**TASK DESCRIPTION:** Within the records below is a range that opens at the line with "for (port, correction)" and closes at the line with "let accumulate = !first;". Return that range word for word, both ends included, and only that range.

**MATERIAL FOR THIS EXERCISE:**
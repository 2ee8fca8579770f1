//! One mixing tick: control → stage → mix → write
//!
//! The same tick body serves every output format; [`TickRunner`] picks the
//! [`SampleFormatPolicy`] once, when the thread starts, so the per-sample
//! routines are monomorphised rather than dispatched per sample.
//!
//! The output port is locked only while the mix is laid out and written.
//! Control messages, staging and hwsync queries run before that, and
//! `on_input_available` after it, so callbacks may call back into the mixer.

use super::device::HostDevice;
use super::dsp::{apply_gain, encode_wide, extend_channels, normalize_into, widen};
use super::hwsync::Correction;
use super::input_port::{InputPort, StageOutcome};
use super::output_port::OutputPort;
use super::policy::{Pcm16Policy, Pcm32Policy, SampleFormatPolicy};
use super::types::{PortSlot, PORT_SLOT_COUNT};
use crate::error::{MixerError, Result};
use parking_lot::Mutex;
use std::marker::PhantomData;
use std::sync::Arc;
use submix_common::{PcmConfig, SampleFormat};
use tracing::{debug, trace};

/// Frames of silence written per idle tick in continuous-output mode
pub const CONTINUOUS_SILENCE_FRAMES: usize = 4;

/// Port table as seen by one tick
pub type PortTable = [Option<Arc<InputPort>>; PORT_SLOT_COUNT];

/// Everything a tick touches besides its own buffers
pub struct TickContext<'a> {
    pub ports: &'a PortTable,
    pub output: &'a Mutex<OutputPort>,
    pub device: &'a HostDevice,
    pub hwsync_frame_size: u32,
    pub continuous_output: bool,
}

/// What one tick did
#[derive(Debug, Clone, Default, PartialEq, Eq)]
pub struct TickReport {
    /// Ports whose data was mixed
    pub mixed: Vec<PortSlot>,

    /// Direct port emitted silence for a hwsync insert
    pub inserted: bool,

    /// Direct port blocks discarded for a hwsync skip
    pub skipped: bool,

    /// Ports reset by an applied FLUSH
    pub flushed: Vec<PortSlot>,

    /// Bytes handed to the output port
    pub bytes_written: usize,

    /// No port had data; a keepalive silence block was written
    pub silence_written: bool,
}

impl TickReport {
    /// Whether a period was produced from port data
    ///
    /// A tick whose only work was skipping late blocks produced nothing.
    pub fn had_data(&self) -> bool {
        !self.mixed.is_empty() || self.inserted
    }
}

/// Mixing buffers for one output format
pub struct MixEngine<P: SampleFormatPolicy> {
    period_frames: usize,
    out_channels: usize,

    /// Stereo mix of one period in the output sample type
    mix: Vec<P::Sample>,

    /// Channel-mapper scratch: stereo in, N channels out
    wide_in: Vec<i32>,
    wide_out: Vec<i32>,

    _policy: PhantomData<P>,
}

impl<P: SampleFormatPolicy> std::fmt::Debug for MixEngine<P> {
    fn fmt(&self, f: &mut std::fmt::Formatter<'_>) -> std::fmt::Result {
        f.debug_struct("MixEngine")
            .field("format", &P::FORMAT)
            .field("period_frames", &self.period_frames)
            .field("out_channels", &self.out_channels)
            .finish()
    }
}

fn alloc<T: Copy + Default>(len: usize, what: &str) -> Result<Vec<T>> {
    let mut v = Vec::new();
    v.try_reserve_exact(len)
        .map_err(|e| MixerError::ResourceExhausted(format!("{} ({} samples): {}", what, len, e)))?;
    v.resize(len, T::default());
    Ok(v)
}

/// Hwsync correction for a freshly staged block
///
/// Late blocks are discarded and the next one staged in the same tick, for as
/// long as the skip budget lasts. `None` when the ring ran dry while skipping.
fn correct(port: &InputPort, hwsync_frame_size: u32, report: &mut TickReport) -> Option<Correction> {
    if port.slot() != PortSlot::Direct {
        return Some(Correction::Pass);
    }
    loop {
        match port.hwsync_correction(hwsync_frame_size) {
            Correction::Skip => {
                port.release_staged();
                report.skipped = true;
                if port.stage() != StageOutcome::Ready {
                    return None;
                }
            }
            correction => return Some(correction),
        }
    }
}

impl<P: SampleFormatPolicy> MixEngine<P> {
    pub fn new(period_frames: usize, out_channels: usize) -> Result<Self> {
        Ok(Self {
            period_frames,
            out_channels,
            mix: alloc(period_frames * 2, "mix buffer")?,
            wide_in: alloc(period_frames * 2, "mapper input")?,
            wide_out: alloc(period_frames * out_channels, "mapper output")?,
            _policy: PhantomData,
        })
    }

    pub fn tick(&mut self, ctx: &TickContext<'_>) -> Result<TickReport> {
        let mut report = TickReport::default();
        let ports: Vec<&Arc<InputPort>> = ctx.ports.iter().flatten().collect();

        // 1. control messages, one per port
        for port in &ports {
            port.apply_pending_message();
        }

        // 2. stage one period from every playing port, hwsync first for the direct port
        let mut plan = Vec::with_capacity(ports.len());
        for port in &ports {
            match port.stage() {
                StageOutcome::Ready => {
                    if let Some(correction) = correct(port, ctx.hwsync_frame_size, &mut report) {
                        plan.push((*port, correction));
                    }
                }
                StageOutcome::Flushed => report.flushed.push(port.slot()),
                StageOutcome::NotReady => {}
            }
        }

        // 3. mix and write, or idle
        let result = if plan.is_empty() {
            Self::write_idle(ctx, &mut report)
        } else {
            self.mix_and_write(ctx, &plan, &mut report)
        };

        // 4. producers may refill, output lock released
        for port in &ports {
            port.notify_input_available();
        }
        result.map(|()| report)
    }

    fn write_idle(ctx: &TickContext<'_>, report: &mut TickReport) -> Result<()> {
        if ctx.continuous_output && !ctx.device.passthrough_active() {
            report.bytes_written = ctx.output.lock().write_silence(CONTINUOUS_SILENCE_FRAMES)?;
            report.silence_written = true;
        }
        trace!("tick: no input data (skipped={})", report.skipped);
        Ok(())
    }

    fn mix_and_write(
        &mut self,
        ctx: &TickContext<'_>,
        plan: &[(&Arc<InputPort>, Correction)],
        report: &mut TickReport,
    ) -> Result<()> {
        let mut first = true;
        for (port, correction) in plan {
            if *correction == Correction::Insert {
                // block stays staged for a later tick
                report.inserted = true;
                continue;
            }
            let accumulate = !first;
            port.with_staged(|bytes, volume| {
                normalize_into::<P>(bytes, port.config(), volume, &mut self.mix, accumulate)
            });
            port.release_staged();
            report.mixed.push(port.slot());
            first = false;
        }
        if first {
            self.mix.fill(P::Sample::default());
        }

        // sink gain, then channel extension
        apply_gain::<P>(&mut self.mix, ctx.device.effective_gain());

        let mut output = ctx.output.lock();
        let out_bytes = self.extend_into(&mut output, ctx.device)?;

        // hand off unless an external pass-through path owns the sink
        if ctx.device.passthrough_active() {
            output.set_available(0)?;
        } else {
            report.bytes_written = output.flush_pending()?;
            if let Some(ts) = output.hardware_timestamp() {
                let buffer_frames = output.buffer_frames();
                for port in ctx.ports.iter().flatten() {
                    port.update_presentation(buffer_frames, &ts);
                }
            }
        }
        drop(output);

        if ctx.device.debug_enabled() {
            debug!(
                "tick: mixed={:?} inserted={} skipped={} wrote {}/{} bytes",
                report.mixed, report.inserted, report.skipped, report.bytes_written, out_bytes
            );
        } else {
            trace!("tick: mixed={:?} wrote {} bytes", report.mixed, report.bytes_written);
        }
        Ok(())
    }

    /// Lay the stereo mix out in the output format; returns valid bytes
    fn extend_into(&mut self, output: &mut OutputPort, device: &HostDevice) -> Result<usize> {
        let frames = self.period_frames;
        let out_bytes = frames * self.out_channels * P::FORMAT.bytes_per_sample();
        let buffer = output.buffer_mut();

        let mapped = device.has_mapper() && {
            widen::<P>(&self.mix, &mut self.wide_in);
            device.map_channels(&self.wide_in, frames, &mut self.wide_out, self.out_channels)
        };
        if mapped {
            encode_wide::<P>(&self.wide_out, &mut buffer[..out_bytes]);
        } else {
            extend_channels::<P>(&self.mix, frames, self.out_channels, &mut buffer[..out_bytes]);
        }

        output.set_available(out_bytes)?;
        Ok(out_bytes)
    }
}

/// Tick body selected for the output sample format
#[derive(Debug)]
pub enum TickRunner {
    S16(MixEngine<Pcm16Policy>),
    S32(MixEngine<Pcm32Policy>),
}

impl TickRunner {
    /// Pick the mixing routine for `output`
    ///
    /// # Errors
    /// `UnsupportedConfiguration` when no routine exists for the output format.
    pub fn for_output(output: &PcmConfig, period_frames: usize) -> Result<Self> {
        let channels = output.channels as usize;
        match output.format {
            SampleFormat::S16 => Ok(TickRunner::S16(MixEngine::new(period_frames, channels)?)),
            SampleFormat::S32 => Ok(TickRunner::S32(MixEngine::new(period_frames, channels)?)),
            other => Err(MixerError::UnsupportedConfiguration(format!(
                "no mixing routine for {} output",
                other
            ))),
        }
    }

    pub fn format(&self) -> SampleFormat {
        match self {
            TickRunner::S16(_) => Pcm16Policy::FORMAT,
            TickRunner::S32(_) => Pcm32Policy::FORMAT,
        }
    }

    pub fn tick(&mut self, ctx: &TickContext<'_>) -> Result<TickReport> {
        match self {
            TickRunner::S16(engine) => engine.tick(ctx),
            TickRunner::S32(engine) => engine.tick(ctx),
        }
    }
}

**RESPONSE FOR THIS EXERCISE:**
        for (port, correction) in plan {
            if *correction == Correction::Insert {
                // block stays staged for a later tick
                report.inserted = true;
                continue;
            }
            let accumulate = !first;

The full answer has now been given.